It’s difficult, knowing how far apart the writer and director were in their conception of the film (despite some of Robbe-Grillet’s statements on the subject), not to read the film in the light of this. When the images on screen often contradict the usually authoritative sounding voice-over, perhaps what we are seeing is Resnais asserting his vision of the film against the screenplay, which was so minutely detailed as to seemingly leave Resnais little room to manoeuvre, intruding on his territory with instructions on camera movement, lighting, etc. Robbe-Grillet describes the film as ‘in fact the story of a communication between two people … one making a suggestion, the other resisting, and the two finally united , as if that was how it had always been.’ However, Resnais has introduced into that narrative ambiguity that would seem to undermine that clear resolution. We do not see X and A leave the hotel at all, let alone together. They seem to meet, at the appointed hour, without speaking to each other, barely looking at each other, and walk very slowly and stiffly away from the lobby and out of view. Neither has any luggage though the voice-over has told us previously that she ‘packed a few things’. And if they do leave the hotel, it is only to get lost, forever, in the garden, alone or together.
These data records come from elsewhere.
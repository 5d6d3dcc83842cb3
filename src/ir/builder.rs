//! IR Builder
//!
//! Helper for constructing IR instructions and basic blocks. The builder
//! owns the module under construction and an insertion cursor (current
//! function + current block). Nested function compilation saves the cursor,
//! builds the inner function, then restores — the same discipline the
//! symbol table uses around function bodies.

use super::instr::{CmpOp, Instruction, InstrKind, Terminator};
use super::types::{BasicBlock, BlockId, Constant, Function, Global, IrType, Module, VReg};

/// A suspended insertion point, produced by [`IrBuilder::save_cursor`].
pub struct Cursor {
    func: Option<Function>,
    block: Option<BasicBlock>,
}

/// Builder for constructing IR
pub struct IrBuilder {
    /// Next virtual register ID
    next_vreg: u32,
    /// Next block ID
    next_block: u32,
    /// Next string constant ID
    next_string: u32,
    /// Current module being built
    module: Module,
    /// Current function being built
    current_fn: Option<Function>,
    /// Current block being built
    current_block: Option<BasicBlock>,
}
The two Alains did not work, strictly speaking, together (ARG wrote the screenplay with minimal intervention from AR, and AR did the filming without intervention from ARG), and do not see the film in the same way. One intriguing sidelight on this is that AR used a recording of ARG reading his screenplay to guide the male actors. But not Delphine Seyrig. ARG himself has said that Resnais is A (Seyrig’s character). Certainly, there would seem to be a link between A and Elle (the woman in Hiroshima mon amour), both appearing to be traumatised, repressing memories.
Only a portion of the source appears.